I dreamed of taking flying lessons for years and never did it. I guess it wasn’t such a big dream, after all. Although now, I think it was a big dream, I just didn’t have the guts to do it or the will to save the money to do it. I was condemning myself to wanna-be-ness each time I dreamed of flying and did nothing about it.

It became a pattern for me – giving up on my dreams. The next dream? I had it first when I was in high school after I read Truman Capote’s novella “Breakfast at Tiffany’s.” I decided that I could go to New York City when I graduated and live with Capote and write books.

I did go to NYC with my dad the spring I graduated from Jefferson. That trip was my graduation present. It was interesting and very fun, and I got to spend hours alone with my dad…a treat for any offspring. I did not return to NYC until I was 40, traveling there with a writer friend who was interviewing agents.

So much for that dream. I did not write for money till I was 37.

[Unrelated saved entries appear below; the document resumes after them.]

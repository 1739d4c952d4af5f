// src/lib.rs
// Public library surface for the binary and integration tests.

pub mod atomic;
pub mod cache;
pub mod cancel;
pub mod config;
pub mod error;
pub mod extract;
pub mod fetch;
pub mod metrics;
pub mod pipeline;
pub mod retry;
pub mod sanitize;
pub mod throttle;

// ---- Re-exports for stable public API ----
pub use crate::cache::{CacheEntry, CacheKey, CachePolicy, CacheStore};
pub use crate::cancel::{CancellationToken, Cancelled};
pub use crate::error::{FetchError, ProviderError};
pub use crate::fetch::{AcquisitionTask, FetchReport, Fetcher, Payload, Provider, TaskFailure};
pub use crate::pipeline::{Pipeline, PipelineResult, ResearchRequest, RunStatus};
pub use crate::sanitize::{SanitizedRecord, Sanitizer};
pub use crate::throttle::{Throttle, ThrottlePolicy};
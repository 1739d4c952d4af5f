// src/cache/disk.rs
//! On-disk cache. One file per entry: a JSON header line followed by the raw
//! payload bytes. Files are written through the atomic writer, so a concurrent
//! reader sees a whole entry or none at all.

use std::fs;
use std::io::{self, BufRead, BufReader, Read};
use std::path::{Path, PathBuf};
use std::sync::{Arc, Mutex, MutexGuard};

use metrics::counter;
use serde::{Deserialize, Serialize};
use tracing::{debug, warn};

use super::index::{CacheIndex, IndexEntry};
use super::{CacheEntry, CacheKey, CachePolicy, CacheStore, CleanupReport, Clock, SystemClock};
use crate::atomic::write_atomic;

const ENTRY_EXT: &str = "entry";
const FORMAT_VERSION: u32 = 1;

#[derive(Debug, Serialize, Deserialize)]
struct EntryHeader {
    v: u32,
    key: String,
    content_type: String,
    stored_at_ms: u64,
    size: u64,
}

pub struct DiskCache {
    dir: PathBuf,
    policy: CachePolicy,
    clock: Arc<dyn Clock>,
    index: Mutex<CacheIndex>,
}

impl std::fmt::Debug for DiskCache {
    fn fmt(&self, f: &mut std::fmt::Formatter<'_>) -> std::fmt::Result {
        f.debug_struct("DiskCache")
            .field("dir", &self.dir)
            .field("policy", &self.policy)
            .finish()
    }
}

impl DiskCache {
    pub fn open(dir: impl Into<PathBuf>, policy: CachePolicy) -> io::Result<Self> {
        Self::with_clock(dir, policy, Arc::new(SystemClock))
    }

    /// Open (creating if needed) and index whatever valid entries are on disk.
    /// Unreadable files and leftover temp files are removed.
    pub fn with_clock(
        dir: impl Into<PathBuf>,
        policy: CachePolicy,
        clock: Arc<dyn Clock>,
    ) -> io::Result<Self> {
        let dir = dir.into();
        fs::create_dir_all(&dir)?;
        let mut index = CacheIndex::default();
        for item in fs::read_dir(&dir)? {
            let path = item?.path();
            if is_temp_file(&path) {
                let _ = fs::remove_file(&path);
                continue;
            }
            if path.extension().and_then(|e| e.to_str()) != Some(ENTRY_EXT) {
                continue;
            }
            match read_header(&path) {
                Ok((key, header)) => index.insert(
                    key,
                    IndexEntry {
                        stored_at_ms: header.stored_at_ms,
                        size: header.size,
                    },
                ),
                Err(e) => {
                    warn!(target: "cache", path = %path.display(), error = %e, "dropping unreadable cache entry");
                    let _ = fs::remove_file(&path);
                }
            }
        }
        debug!(target: "cache", dir = %dir.display(), entries = index.len(), bytes = index.total(), "disk cache opened");
        Ok(Self {
            dir,
            policy,
            clock,
            index: Mutex::new(index),
        })
    }

    pub fn dir(&self) -> &Path {
        &self.dir
    }

    pub fn policy(&self) -> CachePolicy {
        self.policy
    }

    fn entry_path(&self, key: &CacheKey) -> PathBuf {
        self.dir.join(format!("{}.{ENTRY_EXT}", key.as_str()))
    }

    fn index(&self) -> MutexGuard<'_, CacheIndex> {
        match self.index.lock() {
            Ok(g) => g,
            Err(poison) => poison.into_inner(),
        }
    }

    fn remove_files(&self, keys: &[CacheKey]) {
        for k in keys {
            if let Err(e) = fs::remove_file(self.entry_path(k)) {
                if e.kind() != io::ErrorKind::NotFound {
                    warn!(target: "cache", key = k.as_str(), error = %e, "failed to remove cache file");
                }
            }
        }
    }

    fn read_entry(&self, key: &CacheKey) -> io::Result<CacheEntry> {
        let mut reader = BufReader::new(fs::File::open(self.entry_path(key))?);
        let (file_key, header) = parse_header(&mut reader)?;
        if &file_key != key {
            return Err(invalid("key mismatch"));
        }
        let mut payload = Vec::with_capacity(header.size as usize);
        reader.read_to_end(&mut payload)?;
        if payload.len() as u64 != header.size {
            return Err(invalid("payload size mismatch"));
        }
        Ok(CacheEntry {
            key: file_key,
            payload,
            content_type: header.content_type,
            stored_at_ms: header.stored_at_ms,
            size: header.size,
        })
    }
}

impl CacheStore for DiskCache {
    fn get(&self, key: &CacheKey) -> Option<CacheEntry> {
        let now = self.clock.now_ms();
        {
            let mut idx = self.index();
            let meta = idx.get(key)?;
            if self.policy.is_expired(meta.stored_at_ms, now) {
                idx.remove(key);
                drop(idx);
                self.remove_files(std::slice::from_ref(key));
                debug!(target: "cache", key = key.as_str(), "expired on read");
                return None;
            }
        }
        match self.read_entry(key) {
            // The file may have been replaced since the index check; trust the header.
            Ok(entry) if !self.policy.is_expired(entry.stored_at_ms, now) => Some(entry),
            Ok(_) => None,
            Err(e) => {
                warn!(target: "cache", key = key.as_str(), error = %e, "cache read failed; treating as miss");
                let mut idx = self.index();
                idx.remove(key);
                drop(idx);
                self.remove_files(std::slice::from_ref(key));
                None
            }
        }
    }

    fn put(&self, key: &CacheKey, content_type: &str, payload: &[u8]) -> io::Result<()> {
        let stored_at_ms = self.clock.now_ms();
        let header = EntryHeader {
            v: FORMAT_VERSION,
            key: key.as_str().to_string(),
            content_type: content_type.to_string(),
            stored_at_ms,
            size: payload.len() as u64,
        };
        let mut bytes = serde_json::to_vec(&header).map_err(|e| invalid(&e.to_string()))?;
        bytes.push(b'\n');
        bytes.extend_from_slice(payload);

        write_atomic(&self.entry_path(key), &bytes).map_err(|e| io::Error::other(e.to_string()))?;

        let mut idx = self.index();
        idx.insert(
            key.clone(),
            IndexEntry {
                stored_at_ms,
                size: payload.len() as u64,
            },
        );
        let victims = idx.take_over_budget(self.policy.max_bytes, Some(key));
        self.remove_files(&victims);
        drop(idx);

        if !victims.is_empty() {
            counter!("cache_evictions_total").increment(victims.len() as u64);
            debug!(target: "cache", evicted = victims.len(), "evicted to fit byte budget");
        }
        Ok(())
    }

    fn purge(&self) -> io::Result<usize> {
        let mut idx = self.index();
        idx.clear();
        let mut removed = 0usize;
        for item in fs::read_dir(&self.dir)? {
            let path = item?.path();
            let is_entry = path.extension().and_then(|e| e.to_str()) == Some(ENTRY_EXT);
            if is_entry || is_temp_file(&path) {
                fs::remove_file(&path)?;
                if is_entry {
                    removed += 1;
                }
            }
        }
        Ok(removed)
    }

    fn cleanup(&self) -> io::Result<CleanupReport> {
        let now = self.clock.now_ms();
        let mut idx = self.index();
        let expired = idx.take_expired(&self.policy, now);
        let evicted = idx.take_over_budget(self.policy.max_bytes, None);
        self.remove_files(&expired);
        self.remove_files(&evicted);
        counter!("cache_evictions_total").increment((expired.len() + evicted.len()) as u64);
        Ok(CleanupReport {
            expired: expired.len(),
            evicted: evicted.len(),
            remaining_entries: idx.len(),
            remaining_bytes: idx.total(),
        })
    }

    fn total_bytes(&self) -> u64 {
        self.index().total()
    }

    fn len(&self) -> usize {
        self.index().len()
    }
}

fn invalid(msg: &str) -> io::Error {
    io::Error::new(io::ErrorKind::InvalidData, msg.to_string())
}

fn is_temp_file(path: &Path) -> bool {
    path.extension().and_then(|e| e.to_str()) == Some("tmp")
}

fn read_header(path: &Path) -> io::Result<(CacheKey, EntryHeader)> {
    let mut reader = BufReader::new(fs::File::open(path)?);
    parse_header(&mut reader)
}

fn parse_header(reader: &mut impl BufRead) -> io::Result<(CacheKey, EntryHeader)> {
    let mut line = Vec::new();
    reader.read_until(b'\n', &mut line)?;
    if line.last() != Some(&b'\n') {
        return Err(invalid("missing header terminator"));
    }
    let header: EntryHeader =
        serde_json::from_slice(&line[..line.len() - 1]).map_err(|e| invalid(&e.to_string()))?;
    if header.v != FORMAT_VERSION {
        return Err(invalid("unsupported entry version"));
    }
    let key = CacheKey::from_hex(&header.key).ok_or_else(|| invalid("bad key"))?;
    Ok((key, header))
}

Another dream of mine, maybe like almost every kid, was to grow up and live my life alone – no parents, no siblings; all responsibilities and privileges mine alone. This dream came true eventually, long after I learned that adulthood wasn’t all it was thought to be by a young girl. Now I live alone with no parents, no siblings and no spouse. But with all the responsibilities. The privileges are fine; and other than the haphazardness of being born into the white middle class, most of the privileges are things I have worked for. Living alone has pros and cons, more and less okay to endure or enjoy, depending on the day.

My dream now is pretty simple – good health and the means to maintain it.

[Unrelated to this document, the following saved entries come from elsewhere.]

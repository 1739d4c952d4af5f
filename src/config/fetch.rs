// src/config/fetch.rs
use serde::{Deserialize, Serialize};
use std::path::PathBuf;
use std::time::Duration;

use crate::cache::CachePolicy;
use crate::retry::RetryContext;
use crate::throttle::ThrottlePolicy;

/// Knobs for one provider family (search, academic metadata, page fetch).
#[derive(Debug, Clone, PartialEq, Serialize, Deserialize)]
#[serde(default)]
pub struct ProviderSettings {
    /// Retries after the first attempt.
    pub max_retries: u32,
    /// Minimum spacing between two requests to the provider.
    pub query_delay_ms: u64,
    /// First backoff step; doubles per retry.
    pub base_backoff_ms: u64,
    pub max_delay_ms: u64,
    /// Per-call timeout (classified retryable).
    pub timeout_ms: u64,
    /// Jitter as a fraction of the backoff delay.
    pub jitter: f64,
}

impl Default for ProviderSettings {
    fn default() -> Self {
        Self::web()
    }
}

impl ProviderSettings {
    pub fn brave() -> Self {
        Self {
            max_retries: 3,
            query_delay_ms: 200,
            base_backoff_ms: 1_000,
            max_delay_ms: 4_000,
            timeout_ms: 15_000,
            jitter: 0.5,
        }
    }

    pub fn semantic_scholar() -> Self {
        Self {
            max_retries: 5,
            query_delay_ms: 400,
            base_backoff_ms: 2_000,
            max_delay_ms: 8_000,
            timeout_ms: 20_000,
            jitter: 0.375,
        }
    }

    pub fn web() -> Self {
        Self {
            max_retries: 2,
            query_delay_ms: 0,
            base_backoff_ms: 1_000,
            max_delay_ms: 4_000,
            timeout_ms: 15_000,
            jitter: 0.25,
        }
    }

    pub fn max_attempts(&self) -> u32 {
        self.max_retries.saturating_add(1)
    }

    pub fn query_delay(&self) -> Duration {
        Duration::from_millis(self.query_delay_ms)
    }

    pub fn max_delay(&self) -> Duration {
        Duration::from_millis(self.max_delay_ms)
    }

    pub fn timeout(&self) -> Duration {
        Duration::from_millis(self.timeout_ms)
    }

    pub fn throttle_policy(&self) -> ThrottlePolicy {
        ThrottlePolicy {
            base_delay: self.query_delay(),
            backoff_floor: Duration::from_millis(self.base_backoff_ms),
            max_delay: self.max_delay(),
            multiplier: 2.0,
        }
    }

    pub fn retry_context(&self) -> RetryContext {
        RetryContext::new(
            self.max_attempts(),
            Duration::from_millis(self.base_backoff_ms),
            self.max_delay(),
        )
        .with_jitter(self.jitter)
        .with_call_timeout(self.timeout())
    }

    pub(crate) fn sanitize(&mut self) {
        self.max_retries = self.max_retries.min(10);
        if self.max_delay_ms < self.query_delay_ms {
            self.max_delay_ms = self.query_delay_ms;
        }
        if self.max_delay_ms < self.base_backoff_ms {
            self.max_delay_ms = self.base_backoff_ms;
        }
        if self.timeout_ms == 0 {
            self.timeout_ms = 15_000;
        }
        if !(0.0..=1.0).contains(&self.jitter) {
            self.jitter = 0.25;
        }
    }
}

#[derive(Debug, Clone, PartialEq, Serialize, Deserialize)]
#[serde(default)]
pub struct CacheConfig {
    pub enabled: bool,
    pub dir: PathBuf,
    pub ttl_secs: u64,
    pub max_bytes: u64,
}

impl Default for CacheConfig {
    fn default() -> Self {
        Self {
            enabled: true,
            dir: PathBuf::from("cache/fetch"),
            ttl_secs: 24 * 3600,
            max_bytes: 200 * 1024 * 1024,
        }
    }
}

impl CacheConfig {
    pub fn policy(&self) -> CachePolicy {
        CachePolicy::new(Duration::from_secs(self.ttl_secs), self.max_bytes)
    }
}

/// Everything the acquisition pipeline needs, one knob set per provider family.
#[derive(Debug, Clone, PartialEq, Serialize, Deserialize)]
#[serde(default)]
pub struct FetchConfig {
    pub cache: CacheConfig,
    /// Global ceiling on in-flight fetch executions.
    pub concurrency: usize,
    /// How often long sleeps re-check cancellation.
    pub cancel_poll_ms: u64,
    pub user_agent: String,
    /// Academic papers below this citation count are dropped.
    pub min_citation_count: u64,
    pub max_results_per_query: usize,
    /// Byte budget of one sanitized excerpt.
    pub max_record_bytes: usize,
    /// Optional TOML file with extra directive patterns.
    pub directive_rules_path: Option<PathBuf>,
    pub brave: ProviderSettings,
    pub semantic_scholar: ProviderSettings,
    pub web: ProviderSettings,
}

impl Default for FetchConfig {
    fn default() -> Self {
        Self {
            cache: CacheConfig::default(),
            concurrency: 5,
            cancel_poll_ms: 25,
            user_agent: "Mozilla/5.0 (compatible; DeepResearchBot/1.0)".to_string(),
            min_citation_count: 3,
            max_results_per_query: 10,
            max_record_bytes: 8_000,
            directive_rules_path: None,
            brave: ProviderSettings::brave(),
            semantic_scholar: ProviderSettings::semantic_scholar(),
            web: ProviderSettings::web(),
        }
    }
}

impl FetchConfig {
    pub fn cancel_poll_interval(&self) -> Duration {
        Duration::from_millis(self.cancel_poll_ms)
    }

    /// Clamp values into workable ranges instead of failing the run.
    pub fn sanitize(&mut self) {
        self.concurrency = self.concurrency.clamp(1, 64);
        self.cancel_poll_ms = self.cancel_poll_ms.clamp(1, 1_000);
        self.max_results_per_query = self.max_results_per_query.clamp(1, 100);
        if self.max_record_bytes < 256 {
            self.max_record_bytes = 256;
        }
        if self.user_agent.trim().is_empty() {
            self.user_agent = FetchConfig::default().user_agent;
        }
        self.brave.sanitize();
        self.semantic_scholar.sanitize();
        self.web.sanitize();
    }
}
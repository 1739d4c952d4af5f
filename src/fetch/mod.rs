// src/fetch/mod.rs
//! Bounded fetcher: runs acquisition tasks through cache → retry engine →
//! sanitizer with at most N executions in flight.
//!
//! The window slides: a new task starts as soon as any running one finishes,
//! so one slow provider does not hold a whole batch hostage. All executions
//! are driven from the calling task (`FuturesUnordered`), never spawned.

pub mod providers;
pub mod types;

use std::collections::{BTreeSet, HashMap};
use std::sync::Arc;
use std::time::Instant;

use futures::stream::{FuturesUnordered, StreamExt};
use metrics::{counter, histogram};
use tracing::{debug, info, warn};

use crate::cache::CacheStore;
use crate::cancel::CancellationToken;
use crate::config::ProviderSettings;
use crate::error::FetchError;
use crate::metrics::ensure_metrics_described;
use crate::retry::run_with_retry;
use crate::sanitize::{SanitizedRecord, Sanitizer};
use crate::throttle::Throttle;

pub use types::{AcquisitionTask, Payload, Provider};

pub const DEFAULT_CONCURRENCY: usize = 5;

/// A task that could not be completed, with its classified cause.
#[derive(Debug, Clone, PartialEq)]
pub struct TaskFailure {
    pub task: AcquisitionTask,
    pub error: FetchError,
}

impl TaskFailure {
    pub fn attempts(&self) -> u32 {
        self.error.attempts()
    }
}

/// Raw payload delivered for one task.
#[derive(Debug, Clone)]
pub struct Acquired {
    pub task: AcquisitionTask,
    pub payload: Payload,
    pub from_cache: bool,
}

/// What a fetch round produced. Items are in arrival order, not request
/// order; correlate them by task identifier.
#[derive(Debug, Clone)]
pub struct FetchReport<T> {
    pub items: Vec<T>,
    pub failures: Vec<TaskFailure>,
    /// The token fired before the round finished.
    pub cancelled: bool,
    pub cache_hits: usize,
    /// Delivered but dropped by the mapping step (unsupported or empty content).
    pub filtered: usize,
    /// Tasks never started or abandoned in flight because of cancellation.
    pub not_started: usize,
}

impl<T> Default for FetchReport<T> {
    fn default() -> Self {
        Self {
            items: Vec::new(),
            failures: Vec::new(),
            cancelled: false,
            cache_hits: 0,
            filtered: 0,
            not_started: 0,
        }
    }
}

impl<T> FetchReport<T> {
    pub fn failed_providers(&self) -> BTreeSet<&str> {
        self.failures.iter().map(|f| f.task.provider.as_str()).collect()
    }

    pub fn is_clean(&self) -> bool {
        !self.cancelled && self.failures.is_empty()
    }
}

struct Registered {
    provider: Arc<dyn Provider>,
    settings: ProviderSettings,
}

pub struct Fetcher {
    providers: HashMap<String, Registered>,
    cache: Option<Arc<dyn CacheStore>>,
    throttle: Arc<Throttle>,
    sanitizer: Arc<Sanitizer>,
    concurrency: usize,
}

impl std::fmt::Debug for Fetcher {
    fn fmt(&self, f: &mut std::fmt::Formatter<'_>) -> std::fmt::Result {
        f.debug_struct("Fetcher")
            .field("providers", &self.providers.keys().collect::<Vec<_>>())
            .field("cache", &self.cache.is_some())
            .field("concurrency", &self.concurrency)
            .finish()
    }
}

impl Fetcher {
    pub fn new(throttle: Arc<Throttle>, sanitizer: Arc<Sanitizer>) -> Self {
        Self {
            providers: HashMap::new(),
            cache: None,
            throttle,
            sanitizer,
            concurrency: DEFAULT_CONCURRENCY,
        }
    }

    pub fn with_cache(mut self, cache: Arc<dyn CacheStore>) -> Self {
        self.cache = Some(cache);
        self
    }

    pub fn with_concurrency(mut self, ceiling: usize) -> Self {
        self.concurrency = ceiling.max(1);
        self
    }

    /// Register a provider under its `name()` and install its throttle policy.
    pub fn register(mut self, provider: Arc<dyn Provider>, settings: ProviderSettings) -> Self {
        let name = provider.name().to_string();
        self.throttle.configure(&name, settings.throttle_policy());
        self.providers
            .insert(name, Registered { provider, settings });
        self
    }

    pub fn concurrency(&self) -> usize {
        self.concurrency
    }

    pub fn throttle(&self) -> &Throttle {
        &self.throttle
    }

    pub fn sanitizer(&self) -> &Sanitizer {
        &self.sanitizer
    }

    /// Fetch raw payloads (cache first, then provider with retries).
    pub async fn acquire(
        &self,
        tasks: Vec<AcquisitionTask>,
        cancel: &CancellationToken,
    ) -> FetchReport<Acquired> {
        self.run_window(tasks, cancel, Some).await
    }

    /// Fetch and sanitize: one record per successful, non-empty source.
    pub async fn fetch(
        &self,
        tasks: Vec<AcquisitionTask>,
        cancel: &CancellationToken,
    ) -> FetchReport<SanitizedRecord> {
        let sanitizer = self.sanitizer.clone();
        self.run_window(tasks, cancel, move |a: Acquired| {
            sanitizer.record(&a.task, &a.payload, a.from_cache)
        })
        .await
    }

    async fn run_window<T, M>(
        &self,
        tasks: Vec<AcquisitionTask>,
        cancel: &CancellationToken,
        map: M,
    ) -> FetchReport<T>
    where
        M: Fn(Acquired) -> Option<T>,
    {
        ensure_metrics_described();
        let mut report = FetchReport::default();
        let mut pending = tasks.into_iter();
        let mut in_flight = FuturesUnordered::new();

        loop {
            while in_flight.len() < self.concurrency && !cancel.is_cancelled() {
                match pending.next() {
                    Some(task) => in_flight.push(self.execute(task, cancel)),
                    None => break,
                }
            }

            let Some((task, outcome)) = in_flight.next().await else {
                break;
            };
            // Anything completing after the signal is discarded.
            if cancel.is_cancelled() {
                report.not_started += 1;
                break;
            }

            match outcome {
                Ok((payload, from_cache)) => {
                    if from_cache {
                        report.cache_hits += 1;
                    }
                    match map(Acquired {
                        task,
                        payload,
                        from_cache,
                    }) {
                        Some(item) => report.items.push(item),
                        None => report.filtered += 1,
                    }
                }
                Err(FetchError::Cancelled) => {
                    report.not_started += 1;
                    break;
                }
                Err(error) => {
                    counter!("fetch_task_failures_total", "provider" => task.provider.clone())
                        .increment(1);
                    warn!(
                        target: "fetch",
                        provider = %task.provider,
                        identifier = %task.identifier,
                        attempts = error.attempts(),
                        error = %error,
                        "task failed"
                    );
                    report.failures.push(TaskFailure { task, error });
                }
            }
        }

        if cancel.is_cancelled() {
            report.cancelled = true;
            report.not_started += in_flight.len() + pending.len();
            counter!("fetch_cancelled_total").increment(1);
            info!(
                target: "fetch",
                delivered = report.items.len(),
                not_started = report.not_started,
                "fetch round cancelled; returning partial results"
            );
        }
        report
    }

    /// One task: cancellation check, cache lookup, retried provider call, cache store.
    async fn execute(
        &self,
        task: AcquisitionTask,
        cancel: &CancellationToken,
    ) -> (AcquisitionTask, Result<(Payload, bool), FetchError>) {
        let started = Instant::now();
        let outcome = self.execute_inner(&task, cancel).await;
        histogram!("fetch_task_ms").record(started.elapsed().as_secs_f64() * 1_000.0);
        counter!("fetch_tasks_total").increment(1);
        (task, outcome)
    }

    async fn execute_inner(
        &self,
        task: &AcquisitionTask,
        cancel: &CancellationToken,
    ) -> Result<(Payload, bool), FetchError> {
        cancel.check()?;
        let registered = self
            .providers
            .get(&task.provider)
            .ok_or_else(|| FetchError::UnknownProvider(task.provider.clone()))?;

        let key = task.cache_key();
        if let Some(cache) = &self.cache {
            if let Some(entry) = cache.get(&key) {
                counter!("fetch_cache_hits_total").increment(1);
                debug!(target: "fetch", identifier = %task.identifier, "cache hit");
                return Ok((Payload::new(entry.payload, entry.content_type), true));
            }
        }
        cancel.check()?;

        let mut ctx = registered.settings.retry_context();
        let provider = registered.provider.as_ref();
        let payload = run_with_retry(&task.provider, &mut ctx, &self.throttle, cancel, || {
            provider.fetch(task)
        })
        .await?;

        if let Some(cache) = &self.cache {
            if let Err(e) = cache.put(&key, &payload.content_type, &payload.bytes) {
                warn!(target: "cache", identifier = %task.identifier, error = %e, "cache write failed; continuing");
            }
        }
        Ok((payload, false))
    }
}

I did not realize I should have had an earlier and oftener dream about this. I have decent genes, I have taken reasonably good care of myself, I have a modicum of health insurance for the available healthcare which is random and expensive. We’ll see how well it carries me as I continue on this path that we’re all traveling.

Italy, one of the poorer countries of the European Union, has provided inexpensive health care for all since 1978; it’s called Servizio Sanitario Nazionale. I was visiting in Italy in 2011 when my hostess had a breast cancer scare. I went with her to all appointments, including consultations with doctors. The clinic and the hospital were no frills – as in no receptionists, no magazines or TV in the waiting rooms (the people waiting paid strict attention to who went next); and the docs had no assistants. My friend was sent to the regional hospital (like a trip to Des Moines from Jeff), told to follow the pink arrow to her destination in the mammography department, and it was all over that day – no wait for the announcement that she was clean of cancer. She paid nothing.

I was impressed by all of it, especially the no-frills of refusing frivolous expenses like TVs.
Our young-age dreams either came true or became a footnote to our lives. Now, we all dream about decent, inexpensive healthcare like our friends in Italy have; or our representatives in Congress.

In the U.S., there are two areas where members of Congress (MOC) can receive free or low-cost health care that the average citizen cannot. The first is access to the Office of the Attending Physician – there, MOC can receive free care for routine examinations, consultations, and certain diagnostic tests. The second option is available to members of Congress while in the Capital region — they may receive free medical outpatient care at military facilities.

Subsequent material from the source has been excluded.